It’s hard to fathom what satisfaction the bereaved from the Boston marathon bombing will feel if and when Dzhokhar Tsarnaev is put to death.
Last week a Massachusetts jury sentenced him to die. He’s now 21, but at the unimaginably young age of 19 he went on a rampage with his older and domineering brother Tamarlan, planting a crude and deadly home made bomb at the marathon finishing line.
Once identified, the two Chechen émigrés went on the run, terrorising Boston and killing a police officer before Tamarlan fell in a hail of bullets. His young brother was found cowering in a boat, land moored in a suburban backyard. The final body count was three with another 260 injured - some of them maimed for life.
It was a terrifying 24 hours which, much like the infamous OJ Simpson chase and trial, mesmerised the world as the ordeal – from the marathon finishing line to the arrest of the younger Tsarnaev – played out on social media and television. Tsarnaev’s trial was always going to be an emotional spectacle where the death penalty was all but certain; the panacea for grief.
Dzhokhar Tsarnaev will likely spend the next 20 years doing what death row inmates do. Appeal after appeal will be mounted and, most likely, lost. His death sentence will be slow and agonising, punctured only by the prospect of waking another day to avoid the preferred method of state sanctioned killing in those US states where it is practiced – the lethal injection.
Justice is only the first part of the pact death penalty states have with their subjects. Tsarnaev’s lawyer opened the defence declaring, “It was him”. Only his mother is convinced it wasn’t. His lawyer hammered the defence that the younger brother was under the influence of his older sibling, that despite being seemingly completely integrated in to American society, he fell to Tamerlan’s radicalisation. The Chechen family immigrated with the same high hopes as most émigré’s. But hopes were dashed, poverty set in, and radical Islam took hold.
The other part of the pact is whether the justice the state decides upon really delivers what it purports to - closure, an over-used, meaningless word usually applied in situations of grief and fear.
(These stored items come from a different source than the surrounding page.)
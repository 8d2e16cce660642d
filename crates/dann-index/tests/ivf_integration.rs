//! End-to-end tests for the distributed IVF index against a brute-force
//! baseline.

use dann_core::VectorId;
use dann_index::distance::top_k_flat;
use dann_index::{DistributedIvfIndex, IvfConfig, KmeansParams};
use rand::rngs::StdRng;
use rand::{Rng, SeedableRng};

/// Gaussian-ish vectors via Box-Muller over a seeded PRNG.
fn gaussian_vectors(n: usize, dim: usize, seed: u64) -> (Vec<f32>, Vec<VectorId>) {
    let mut rng = StdRng::seed_from_u64(seed);
    let mut vectors = Vec::with_capacity(n * dim);
    for _ in 0..(n * dim + 1) / 2 {
        let u1: f64 = rng.gen_range(f64::EPSILON..1.0);
        let u2: f64 = rng.gen_range(0.0..1.0);
        let radius = (-2.0 * u1.ln()).sqrt();
        let theta = 2.0 * std::f64::consts::PI * u2;
        vectors.push((radius * theta.cos()) as f32);
        vectors.push((radius * theta.sin()) as f32);
    }
    vectors.truncate(n * dim);
    let ids = (0..n as i64).map(VectorId).collect();
    (vectors, ids)
}

#[test]
fn test_training_vectors_find_themselves() {
    // 65536 Gaussian vectors at dim 64, nlist = 10: searching for any
    // stored vector with k = 1 and every centroid probed returns its own
    // id at distance zero.
    let dim = 64;
    let n = 65_536;
    let (vectors, ids) = gaussian_vectors(n, dim, 42);

    let mut index = DistributedIvfIndex::new(
        "e2e",
        IvfConfig::new(dim).with_nlist(10).with_shard_count(4),
    );
    index.build(&vectors, &ids).unwrap();
    assert!(index.is_trained());
    assert_eq!(index.len(), n);
    assert_eq!(index.nlist(), 10);

    for probe in (0..n).step_by(n / 50) {
        let query = &vectors[probe * dim..(probe + 1) * dim];
        let results = index
            .search_with_nprobe(query, 1, index.nlist())
            .unwrap();
        assert_eq!(results.len(), 1);
        assert_eq!(results[0].id, VectorId(probe as i64), "probe {probe}");
        assert_eq!(results[0].distance, 0.0);
    }
}

#[test]
fn test_full_probe_equals_brute_force() {
    // With nprobe = nlist every posting is scanned, so the IVF answer must
    // match an exhaustive scan.
    let dim = 16;
    let n = 2000;
    let (vectors, ids) = gaussian_vectors(n, dim, 7);

    let mut index = DistributedIvfIndex::new(
        "full-probe",
        IvfConfig::new(dim).with_nlist(16).with_shard_count(5),
    );
    index.build(&vectors, &ids).unwrap();

    let mut rng = StdRng::seed_from_u64(99);
    for _ in 0..20 {
        let query: Vec<f32> = (0..dim).map(|_| rng.gen_range(-2.0..2.0)).collect();
        let k = 25;

        let ivf = index.search_with_nprobe(&query, k, index.nlist()).unwrap();
        let brute = top_k_flat(&vectors, &ids, &query, dim, k);

        assert_eq!(ivf.len(), brute.len());
        for (a, b) in ivf.iter().zip(brute.iter()) {
            assert_eq!(a.id, b.id);
            assert!((a.distance - b.distance).abs() <= 1e-4 * (1.0 + b.distance));
        }
    }
}

#[test]
fn test_single_probe_scans_one_posting() {
    // nprobe = 1 only surfaces members of the query's own nearest posting.
    let dim = 8;
    let n = 500;
    let (vectors, ids) = gaussian_vectors(n, dim, 5);

    let mut index = DistributedIvfIndex::new(
        "single-probe",
        IvfConfig::new(dim).with_nlist(8).with_shard_count(3),
    );
    index.build(&vectors, &ids).unwrap();

    let query = &vectors[0..dim];
    let results = index.search_with_nprobe(query, n, 1).unwrap();
    // Strictly fewer results than the corpus: one posting only.
    assert!(!results.is_empty());
    assert!(results.len() < n);
    // The query's own vector lives in that posting.
    assert_eq!(results[0].id, VectorId(0));
}

#[test]
fn test_nlist_one_degenerates_to_flat_scan() {
    let dim = 4;
    let n = 64;
    let (vectors, ids) = gaussian_vectors(n, dim, 3);

    let mut index =
        DistributedIvfIndex::new("one-list", IvfConfig::new(dim).with_nlist(1).with_shard_count(2));
    index.build(&vectors, &ids).unwrap();

    let query = [0.0; 4];
    let ivf = index.search_with_nprobe(&query, 10, 1).unwrap();
    let brute = top_k_flat(&vectors, &ids, &query, dim, 10);
    assert_eq!(ivf.len(), brute.len());
    for (a, b) in ivf.iter().zip(brute.iter()) {
        assert_eq!(a.id, b.id);
    }
}

#[test]
fn test_custom_kmeans_params_plumbed_through() {
    let dim = 4;
    let n = 300;
    let (vectors, ids) = gaussian_vectors(n, dim, 11);

    let mut config = IvfConfig::new(dim).with_nlist(6);
    config.kmeans = KmeansParams {
        niter: 10,
        nredo: 2,
        seed: 777,
        ..KmeansParams::default()
    };
    let mut a = DistributedIvfIndex::new("a", config.clone());
    a.build(&vectors, &ids).unwrap();

    let mut b = DistributedIvfIndex::new("b", config);
    b.build(&vectors, &ids).unwrap();

    // Same seed and data: identical centroid tables and search results.
    assert_eq!(a.centroids(), b.centroids());
    let query = &vectors[..dim];
    assert_eq!(
        a.search_with_nprobe(query, 5, 3).unwrap(),
        b.search_with_nprobe(query, 5, 3).unwrap()
    );
}
//! Load balancing strategies for selecting a target node among candidates.
//!
//! Three strategies are exposed by name: `round_robin`, `least_loaded`, and
//! `hash_based`. All are thread-safe through atomics and concurrent maps,
//! and all honor health marks set by the router on RPC failures.

use crate::cache::quantized_hash;
use dashmap::DashMap;
use std::str::FromStr;
use std::sync::atomic::{AtomicI64, AtomicU64, AtomicUsize, Ordering};
use std::sync::Arc;
use std::time::{Duration, Instant};

/// Strategy selector.
#[derive(Debug, Clone, Copy, PartialEq, Eq, Default)]
pub enum BalanceStrategy {
    #[default]
    RoundRobin,
    LeastLoaded,
    HashBased,
}

impl FromStr for BalanceStrategy {
    type Err = String;

    fn from_str(s: &str) -> Result<Self, Self::Err> {
        match s {
            "round_robin" => Ok(BalanceStrategy::RoundRobin),
            "least_loaded" => Ok(BalanceStrategy::LeastLoaded),
            "hash_based" => Ok(BalanceStrategy::HashBased),
            other => Err(format!("unknown load balance strategy: {other}")),
        }
    }
}

/// Builds the balancer selected by `strategy`.
pub fn make_balancer(strategy: BalanceStrategy) -> Arc<dyn LoadBalancer> {
    match strategy {
        BalanceStrategy::RoundRobin => Arc::new(RoundRobinBalancer::new()),
        BalanceStrategy::LeastLoaded => Arc::new(LeastLoadedBalancer::new()),
        BalanceStrategy::HashBased => Arc::new(HashBasedBalancer::new()),
    }
}

/// Node selection among replica candidates.
pub trait LoadBalancer: Send + Sync {
    /// Picks a node id from `candidates` for the given query vector.
    /// Returns `None` only when `candidates` is empty.
    fn select(&self, candidates: &[String], query: &[f32]) -> Option<String>;

    /// Records the observed latency of a request to `node`.
    fn record_latency(&self, node: &str, latency: Duration);

    /// Marks a node unhealthy; it is avoided until marked healthy again.
    fn mark_unhealthy(&self, node: &str);

    /// Clears an unhealthy mark.
    fn mark_healthy(&self, node: &str);
}

fn healthy_candidates<'a>(
    candidates: &'a [String],
    unhealthy: &DashMap<String, Instant>,
    hold: Duration,
) -> Vec<&'a String> {
    let healthy: Vec<&String> = candidates
        .iter()
        .filter(|c| match unhealthy.get(c.as_str()) {
            Some(marked) => marked.elapsed() > hold,
            None => true,
        })
        .collect();
    // With every candidate marked down, trying them all beats failing.
    if healthy.is_empty() {
        candidates.iter().collect()
    } else {
        healthy
    }
}

// =============================================================================
// Round-robin
// =============================================================================

/// Rotates through candidates with an atomic cursor.
pub struct RoundRobinBalancer {
    cursor: AtomicUsize,
    unhealthy: DashMap<String, Instant>,
    unhealthy_hold: Duration,
}

impl RoundRobinBalancer {
    pub fn new() -> Self {
        Self {
            cursor: AtomicUsize::new(0),
            unhealthy: DashMap::new(),
            unhealthy_hold: Duration::from_secs(30),
        }
    }

    pub fn with_unhealthy_hold(mut self, hold: Duration) -> Self {
        self.unhealthy_hold = hold;
        self
    }
}

impl Default for RoundRobinBalancer {
    fn default() -> Self {
        Self::new()
    }
}

impl LoadBalancer for RoundRobinBalancer {
    fn select(&self, candidates: &[String], _query: &[f32]) -> Option<String> {
        if candidates.is_empty() {
            return None;
        }
        let pool = healthy_candidates(candidates, &self.unhealthy, self.unhealthy_hold);
        let idx = self.cursor.fetch_add(1, Ordering::Relaxed) % pool.len();
        Some(pool[idx].clone())
    }

    fn record_latency(&self, _node: &str, _latency: Duration) {}

    fn mark_unhealthy(&self, node: &str) {
        self.unhealthy.insert(node.to_string(), Instant::now());
    }

    fn mark_healthy(&self, node: &str) {
        self.unhealthy.remove(node);
    }
}

// =============================================================================
// Least-loaded
// =============================================================================

struct NodeLoad {
    /// Requests currently in flight.
    inflight: AtomicI64,
    /// Exponential moving average of latency, microseconds.
    ema_latency_us: AtomicU64,
}

impl NodeLoad {
    fn new() -> Self {
        Self {
            inflight: AtomicI64::new(0),
            ema_latency_us: AtomicU64::new(1000),
        }
    }
}

/// Prefers the node with the fewest in-flight requests, breaking ties by
/// smoothed latency.
pub struct LeastLoadedBalancer {
    loads: DashMap<String, NodeLoad>,
    unhealthy: DashMap<String, Instant>,
    unhealthy_hold: Duration,
    /// EMA weight for new latency samples.
    alpha: f64,
}

impl LeastLoadedBalancer {
    pub fn new() -> Self {
        Self {
            loads: DashMap::new(),
            unhealthy: DashMap::new(),
            unhealthy_hold: Duration::from_secs(30),
            alpha: 0.3,
        }
    }

    /// Tracks the start of a request to `node`.
    pub fn begin_request(&self, node: &str) {
        self.loads
            .entry(node.to_string())
            .or_insert_with(NodeLoad::new)
            .inflight
            .fetch_add(1, Ordering::Relaxed);
    }

    /// Tracks the end of a request to `node`.
    pub fn end_request(&self, node: &str) {
        if let Some(load) = self.loads.get(node) {
            load.inflight.fetch_sub(1, Ordering::Relaxed);
        }
    }

    fn score(&self, node: &str) -> (i64, u64) {
        match self.loads.get(node) {
            Some(load) => (
                load.inflight.load(Ordering::Relaxed),
                load.ema_latency_us.load(Ordering::Relaxed),
            ),
            None => (0, 1000),
        }
    }
}

impl Default for LeastLoadedBalancer {
    fn default() -> Self {
        Self::new()
    }
}

impl LoadBalancer for LeastLoadedBalancer {
    fn select(&self, candidates: &[String], _query: &[f32]) -> Option<String> {
        if candidates.is_empty() {
            return None;
        }
        let pool = healthy_candidates(candidates, &self.unhealthy, self.unhealthy_hold);
        pool.into_iter()
            .min_by_key(|node| self.score(node))
            .cloned()
    }

    fn record_latency(&self, node: &str, latency: Duration) {
        let entry = self
            .loads
            .entry(node.to_string())
            .or_insert_with(NodeLoad::new);
        let sample = latency.as_micros() as u64;
        let old = entry.ema_latency_us.load(Ordering::Relaxed);
        let new = (self.alpha * sample as f64 + (1.0 - self.alpha) * old as f64) as u64;
        entry.ema_latency_us.store(new, Ordering::Relaxed);
    }

    fn mark_unhealthy(&self, node: &str) {
        self.unhealthy.insert(node.to_string(), Instant::now());
    }

    fn mark_healthy(&self, node: &str) {
        self.unhealthy.remove(node);
    }
}

// =============================================================================
// Hash-based
// =============================================================================

/// Pins each query vector to a candidate by hashing it, so repeated queries
/// land on the same node and its caches stay warm.
pub struct HashBasedBalancer {
    unhealthy: DashMap<String, Instant>,
    unhealthy_hold: Duration,
}

impl HashBasedBalancer {
    pub fn new() -> Self {
        Self {
            unhealthy: DashMap::new(),
            unhealthy_hold: Duration::from_secs(30),
        }
    }
}

impl Default for HashBasedBalancer {
    fn default() -> Self {
        Self::new()
    }
}

impl LoadBalancer for HashBasedBalancer {
    fn select(&self, candidates: &[String], query: &[f32]) -> Option<String> {
        if candidates.is_empty() {
            return None;
        }
        let pool = healthy_candidates(candidates, &self.unhealthy, self.unhealthy_hold);
        let idx = (quantized_hash(query) % pool.len() as u64) as usize;
        Some(pool[idx].clone())
    }

    fn record_latency(&self, _node: &str, _latency: Duration) {}

    fn mark_unhealthy(&self, node: &str) {
        self.unhealthy.insert(node.to_string(), Instant::now());
    }

    fn mark_healthy(&self, node: &str) {
        self.unhealthy.remove(node);
    }
}

// =============================================================================
// Tests
// =============================================================================

#[cfg(test)]
mod tests {
    use super::*;

    fn nodes(ids: &[&str]) -> Vec<String> {
        ids.iter().map(|s| s.to_string()).collect()
    }

    #[test]
    fn test_strategy_parse() {
        assert_eq!(
            "round_robin".parse::<BalanceStrategy>().unwrap(),
            BalanceStrategy::RoundRobin
        );
        assert_eq!(
            "least_loaded".parse::<BalanceStrategy>().unwrap(),
            BalanceStrategy::LeastLoaded
        );
        assert_eq!(
            "hash_based".parse::<BalanceStrategy>().unwrap(),
            BalanceStrategy::HashBased
        );
        assert!("random".parse::<BalanceStrategy>().is_err());
    }

    #[test]
    fn test_round_robin_rotates() {
        let balancer = RoundRobinBalancer::new();
        let candidates = nodes(&["a", "b", "c"]);
        let picks: Vec<String> = (0..6)
            .map(|_| balancer.select(&candidates, &[]).unwrap())
            .collect();
        assert_eq!(picks, vec!["a", "b", "c", "a", "b", "c"]);
    }

    #[test]
    fn test_round_robin_skips_unhealthy() {
        let balancer = RoundRobinBalancer::new();
        let candidates = nodes(&["a", "b"]);
        balancer.mark_unhealthy("a");
        for _ in 0..4 {
            assert_eq!(balancer.select(&candidates, &[]).unwrap(), "b");
        }
        balancer.mark_healthy("a");
        let picks: Vec<String> = (0..4)
            .map(|_| balancer.select(&candidates, &[]).unwrap())
            .collect();
        assert!(picks.iter().any(|p| p == "a"));
    }

    #[test]
    fn test_all_unhealthy_falls_back_to_all() {
        let balancer = RoundRobinBalancer::new();
        let candidates = nodes(&["a"]);
        balancer.mark_unhealthy("a");
        assert_eq!(balancer.select(&candidates, &[]).unwrap(), "a");
    }

    #[test]
    fn test_empty_candidates() {
        let balancer = RoundRobinBalancer::new();
        assert!(balancer.select(&[], &[]).is_none());
    }

    #[test]
    fn test_least_loaded_prefers_idle() {
        let balancer = LeastLoadedBalancer::new();
        let candidates = nodes(&["busy", "idle"]);
        balancer.begin_request("busy");
        balancer.begin_request("busy");
        assert_eq!(balancer.select(&candidates, &[]).unwrap(), "idle");

        balancer.end_request("busy");
        balancer.end_request("busy");
        // Tied in-flight: latency decides.
        balancer.record_latency("busy", Duration::from_millis(50));
        balancer.record_latency("idle", Duration::from_micros(100));
        assert_eq!(balancer.select(&candidates, &[]).unwrap(), "idle");
    }

    #[test]
    fn test_hash_based_stable() {
        let balancer = HashBasedBalancer::new();
        let candidates = nodes(&["a", "b", "c"]);
        let query = [0.25, -0.5, 1.0];
        let first = balancer.select(&candidates, &query).unwrap();
        for _ in 0..10 {
            assert_eq!(balancer.select(&candidates, &query).unwrap(), first);
        }
    }

    #[test]
    fn test_hash_based_spreads() {
        let balancer = HashBasedBalancer::new();
        let candidates = nodes(&["a", "b", "c", "d"]);
        let mut seen = std::collections::HashSet::new();
        for i in 0..64 {
            let query = [i as f32, (i * 7) as f32];
            seen.insert(balancer.select(&candidates, &query).unwrap());
        }
        assert!(seen.len() > 1);
    }
}
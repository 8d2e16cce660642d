//! The distributed IVF coordinator: owns the centroid table, trains it from
//! a sample, assigns vectors to posting lists, spreads posting lists across
//! shards, and routes searches to the owning shards.

use super::list::InvertedList;
use super::shard::IvfShard;
use crate::distance::{find_closest, l2_distance, rank_results};
use crate::kmeans::{self, KmeansParams};
use dann_core::{DannError, Result, SearchResult, VectorId};
use ordered_float::OrderedFloat;
use std::collections::BTreeMap;
use std::sync::RwLock;
use tracing::{debug, info};

/// Cluster-count heuristic by corpus size.
pub fn default_nlist(n: usize) -> usize {
    if n < 1_000_000 {
        ((8.0 * (n as f64).sqrt()) as usize).max(1)
    } else if n < 10_000_000 {
        1 << 16
    } else if n < 100_000_000 {
        1 << 18
    } else {
        1 << 20
    }
}

/// Configuration for a distributed IVF index.
#[derive(Debug, Clone)]
pub struct IvfConfig {
    pub dim: usize,
    /// Number of shards the posting lists are spread across.
    pub shard_count: u32,
    /// Centroid count; `None` derives it from the corpus size at build.
    pub nlist: Option<usize>,
    /// Probe count used by searches that do not specify one.
    pub nprobe: usize,
    pub kmeans: KmeansParams,
}

impl IvfConfig {
    pub fn new(dim: usize) -> Self {
        Self {
            dim,
            shard_count: 4,
            nlist: None,
            nprobe: 8,
            kmeans: KmeansParams::default(),
        }
    }

    pub fn with_shard_count(mut self, shard_count: u32) -> Self {
        self.shard_count = shard_count.max(1);
        self
    }

    pub fn with_nlist(mut self, nlist: usize) -> Self {
        self.nlist = Some(nlist);
        self
    }

    pub fn with_nprobe(mut self, nprobe: usize) -> Self {
        self.nprobe = nprobe.max(1);
        self
    }
}

/// Inverted-file index with its posting lists partitioned across shards.
///
/// The centroid table is trained once by [`DistributedIvfIndex::build`] and
/// immutable afterward; incremental inserts append to the existing
/// centroids' posting lists. Posting list for centroid `c` lives on shard
/// `c mod shard_count`.
pub struct DistributedIvfIndex {
    name: String,
    dim: usize,
    shard_count: u32,
    nprobe: usize,
    kmeans: KmeansParams,
    nlist_override: Option<usize>,
    trained: bool,
    /// `nlist * dim` floats, row-major.
    centroids: Vec<f32>,
    /// Parallel id vector `[0 .. nlist-1]`.
    centroid_ids: Vec<i64>,
    shards: Vec<RwLock<IvfShard>>,
    ntotal: usize,
}

impl DistributedIvfIndex {
    pub fn new(name: impl Into<String>, config: IvfConfig) -> Self {
        let shard_count = config.shard_count.max(1);
        let shards = (0..shard_count)
            .map(|id| RwLock::new(IvfShard::new(id, config.dim)))
            .collect();
        Self {
            name: name.into(),
            dim: config.dim,
            shard_count,
            nprobe: config.nprobe,
            kmeans: config.kmeans,
            nlist_override: config.nlist,
            trained: false,
            centroids: Vec::new(),
            centroid_ids: Vec::new(),
            shards,
            ntotal: 0,
        }
    }

    /// Reassembles a trained index from its serialized parts: the centroid
    /// buffer and one posting list per centroid, in centroid-id order.
    pub fn from_parts(
        name: impl Into<String>,
        config: IvfConfig,
        centroids: Vec<f32>,
        lists: Vec<InvertedList>,
    ) -> Self {
        let mut index = Self::new(name, config);
        let nlist = lists.len();
        index.centroids = centroids;
        index.centroid_ids = (0..nlist as i64).collect();
        let mut ntotal = 0;
        for (c, list) in lists.into_iter().enumerate() {
            ntotal += list.len();
            let shard = index.shard_for_centroid(c as i64);
            if let Ok(mut guard) = index.shards[shard as usize].write() {
                guard.add_posting(c as i64, list);
            }
        }
        index.trained = true;
        index.ntotal = ntotal;
        index
    }

    /// The posting list of each centroid in centroid-id order, cloned out
    /// for serialization.
    pub fn posting_lists(&self) -> Vec<InvertedList> {
        let mut lists = vec![InvertedList::new(); self.nlist()];
        for shard in &self.shards {
            if let Ok(guard) = shard.read() {
                for (c, list) in guard.postings() {
                    lists[c as usize] = list.clone();
                }
            }
        }
        lists
    }

    pub fn name(&self) -> &str {
        &self.name
    }

    pub fn dimension(&self) -> usize {
        self.dim
    }

    pub fn is_trained(&self) -> bool {
        self.trained
    }

    pub fn nlist(&self) -> usize {
        self.centroid_ids.len()
    }

    pub fn shard_count(&self) -> u32 {
        self.shard_count
    }

    pub fn default_nprobe(&self) -> usize {
        self.nprobe
    }

    pub fn len(&self) -> usize {
        self.ntotal
    }

    pub fn is_empty(&self) -> bool {
        self.ntotal == 0
    }

    pub fn centroids(&self) -> &[f32] {
        &self.centroids
    }

    /// Shard that owns centroid `c`.
    #[inline]
    pub fn shard_for_centroid(&self, centroid_id: i64) -> u32 {
        (centroid_id as u64 % self.shard_count as u64) as u32
    }

    /// Trains the centroid table and distributes posting lists to shards.
    ///
    /// Re-training an already-trained index requires a full rebuild; this
    /// method rejects the call instead of silently re-clustering.
    pub fn build(&mut self, vectors: &[f32], ids: &[VectorId]) -> Result<()> {
        if self.trained {
            return Err(DannError::BadRequest(
                "index is already trained; rebuild requires a fresh index".into(),
            ));
        }
        if ids.is_empty() {
            return Err(DannError::BadRequest("cannot build from empty input".into()));
        }
        if vectors.len() != ids.len() * self.dim {
            return Err(DannError::BadRequest(format!(
                "vector buffer length {} does not match {} ids of dim {}",
                vectors.len(),
                ids.len(),
                self.dim
            )));
        }

        let n = ids.len();
        let nlist = self.nlist_override.unwrap_or_else(|| default_nlist(n)).clamp(1, n);

        info!(
            name = %self.name,
            n = n,
            dim = self.dim,
            nlist = nlist,
            shards = self.shard_count,
            "building IVF index"
        );

        // Train on a bounded sample of the input.
        let sample = self.kmeans.sample_training_set(vectors, self.dim, nlist);
        let trained = kmeans::train(self.dim, nlist, &sample, &self.kmeans)?;
        self.centroids = trained.centroids;
        self.centroid_ids = (0..nlist as i64).collect();

        // Assign every input vector to its nearest centroid.
        let mut lists: Vec<InvertedList> = (0..nlist).map(|_| InvertedList::new()).collect();
        for (i, vector) in vectors.chunks_exact(self.dim).enumerate() {
            let c = find_closest(&self.centroids, vector, self.dim);
            lists[c].push(ids[i], vector);
        }

        // Posting list for centroid c lives on shard c mod shard_count.
        for (c, list) in lists.into_iter().enumerate() {
            let shard = self.shard_for_centroid(c as i64);
            debug!(centroid = c, shard = shard, members = list.len(), "distributing posting");
            self.shards[shard as usize]
                .write()
                .map_err(|_| DannError::Internal("shard lock poisoned".into()))?
                .add_posting(c as i64, list);
        }

        self.trained = true;
        self.ntotal = n;
        info!(name = %self.name, nlist = nlist, ntotal = n, "IVF build complete");
        Ok(())
    }

    /// Appends one vector to its nearest centroid's posting list.
    ///
    /// Only valid after training; incremental growth never re-clusters.
    pub fn insert(&mut self, id: VectorId, vector: &[f32]) -> Result<()> {
        if !self.trained {
            return Err(DannError::NotTrained);
        }
        if vector.len() != self.dim {
            return Err(DannError::dimension_mismatch(self.dim, vector.len()));
        }
        let c = find_closest(&self.centroids, vector, self.dim) as i64;
        let shard = self.shard_for_centroid(c);
        self.shards[shard as usize]
            .write()
            .map_err(|_| DannError::Internal("shard lock poisoned".into()))?
            .push(c, id, vector);
        self.ntotal += 1;
        Ok(())
    }

    /// Removes `id` from whichever posting list holds it.
    pub fn remove(&mut self, id: VectorId) -> bool {
        for shard in &self.shards {
            let mut guard = match shard.write() {
                Ok(g) => g,
                Err(_) => continue,
            };
            if guard.remove(id) {
                self.ntotal -= 1;
                return true;
            }
        }
        false
    }

    /// Looks up the stored vector for `id`.
    pub fn get(&self, id: VectorId) -> Option<Vec<f32>> {
        for shard in &self.shards {
            let guard = shard.read().ok()?;
            if let Some(v) = guard.get(id) {
                return Some(v.to_vec());
            }
        }
        None
    }

    pub fn contains(&self, id: VectorId) -> bool {
        self.get(id).is_some()
    }

    /// Probe-based search with the configured default probe count.
    pub fn search(&self, query: &[f32], k: usize) -> Result<Vec<SearchResult>> {
        self.search_with_nprobe(query, k, self.nprobe)
    }

    /// Probe-based search.
    ///
    /// Ranks all centroids by distance to the query, takes the closest
    /// `nprobe` (clamped to `[1, nlist]`), groups them by owning shard, and
    /// merges the per-shard partials by `(distance, id)` so the result is
    /// independent of shard scheduling.
    pub fn search_with_nprobe(
        &self,
        query: &[f32],
        k: usize,
        nprobe: usize,
    ) -> Result<Vec<SearchResult>> {
        if !self.trained {
            return Err(DannError::NotTrained);
        }
        if query.len() != self.dim {
            return Err(DannError::dimension_mismatch(self.dim, query.len()));
        }
        if k == 0 {
            return Ok(Vec::new());
        }

        let nlist = self.nlist();
        let nprobe = nprobe.clamp(1, nlist);

        // Rank centroids ascending by distance, ties to the lower id.
        let mut ranked: Vec<(OrderedFloat<f32>, i64)> = self
            .centroids
            .chunks_exact(self.dim)
            .zip(&self.centroid_ids)
            .map(|(centroid, &c)| (OrderedFloat(l2_distance(centroid, query)), c))
            .collect();
        ranked.sort_unstable();

        // Group the selected probes by owning shard; a BTreeMap fixes the
        // scan order so merges are reproducible.
        let mut probes_by_shard: BTreeMap<u32, Vec<i64>> = BTreeMap::new();
        for &(_, c) in ranked.iter().take(nprobe) {
            probes_by_shard
                .entry(self.shard_for_centroid(c))
                .or_default()
                .push(c);
        }

        let mut partials: Vec<SearchResult> = Vec::new();
        for (shard_id, probes) in &probes_by_shard {
            let guard = self.shards[*shard_id as usize]
                .read()
                .map_err(|_| DannError::Internal("shard lock poisoned".into()))?;
            partials.extend(guard.search(probes, query, k));
        }

        Ok(rank_results(partials, k))
    }
}

impl std::fmt::Debug for DistributedIvfIndex {
    fn fmt(&self, f: &mut std::fmt::Formatter<'_>) -> std::fmt::Result {
        f.debug_struct("DistributedIvfIndex")
            .field("name", &self.name)
            .field("dim", &self.dim)
            .field("nlist", &self.nlist())
            .field("shard_count", &self.shard_count)
            .field("trained", &self.trained)
            .field("ntotal", &self.ntotal)
            .finish()
    }
}

// =============================================================================
// Tests
// =============================================================================
//! # DANN Index
//!
//! The indexing core of the DANN distributed vector index:
//!
//! - [`distance`] - Squared-L2 kernel, argmin and bounded top-k
//! - [`kmeans`] - Deterministic Lloyd's trainer for IVF centroids
//! - [`ivf`] - Inverted lists, shards and the distributed IVF coordinator
//! - [`flat`] - Exact brute-force baseline
//! - [`backend`] - The closed set of index engines
//! - [`local`] - The per-shard container with version tracking
//! - [`persist`] - Self-describing on-disk index format

pub mod backend;
pub mod distance;
pub mod flat;
pub mod ivf;
pub mod kmeans;
pub mod local;
pub mod persist;

pub use backend::IndexBackend;
pub use distance::{find_closest, l2_distance, merge_deduplicated, rank_results, TopK};
pub use flat::FlatIndex;
pub use ivf::{default_nlist, DistributedIvfIndex, InvertedList, IvfConfig, IvfShard};
pub use kmeans::{KmeansParams, KmeansResult};
pub use local::LocalVectorIndex;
What’s unclear is how killing the perpetrator will make the lives of those bereaved or maimed any easier. What could deliver closure when you have lost a child in such unimaginably awful circumstances or when you watch your children wake each morning to fit prosthetic legs to their bodies?
Boston is still traumatised and very divided. Though even the parents of one of the three who died asked that the death penalty not be imposed, others who were injured at the finish line that terrible day want an eye for an eye, accepting that killing Tsarnaev will be as brutal an act as the misguided young Chechen inflicted upon them. Some fear putting Dzhokhar Tsarnaev to death will make him a martyr. Others simply can’t stomach the prospect of genteel Massachusetts carrying out a state sanctioned murder. The divide is reflected nationwide too.
The Boston Globe recently conducted a poll that showed only 15 per cent of the city’s residents wanted Tsarnaev executed. A nation wide poll conducted by CBS showed far more Americans outside of Massachusetts wanted the young man dead rather than alive in a supermax prison.
For them, the pay off is the holy trinity of uncivilisation – vengeance, deterrence and the spectre of strong state authority willing to kill.
If Dzhokhar Tsarnaev’s victims examined each of these aims, its doubtful they’ll have found much solace. Vengeance is an ugly human characteristic, little respected and wholly unsatisfying. Killing criminals doesn’t deter others from committing crime as history has proven. And knowing the state has the power to kill should make all of them – and us – feel rattled to our core that death can be imposed at the will of one person or a jury. We should feel as rattled as we were when Indonesia put Myuran Sukumaran and Andrew Chan to death just three weeks ago.
Australia opposes the death penalty and fought hard to keep Sukumaran and Chan alive, to live out the rest of their days in prison in Indonesia for drug trafficking. It is of course one thing to proclaim, as Prime Minister Tony Abbott did when Jakarta ordered Sukumaran and Chan to be killed by firing squads, “we respect the legal systems of other countries”. It’s quite another to take meaningful action to persuade death penalty nations, even those who share so many of the same values as Australia, that if their legal systems embrace the barbarism of an eye for an eye, we have far less in common than we thought – and there could be a price to pay for that.
Monica Attard is a Sydney based freelance journalist and former ABC foreign correspondent and senior broadcaster.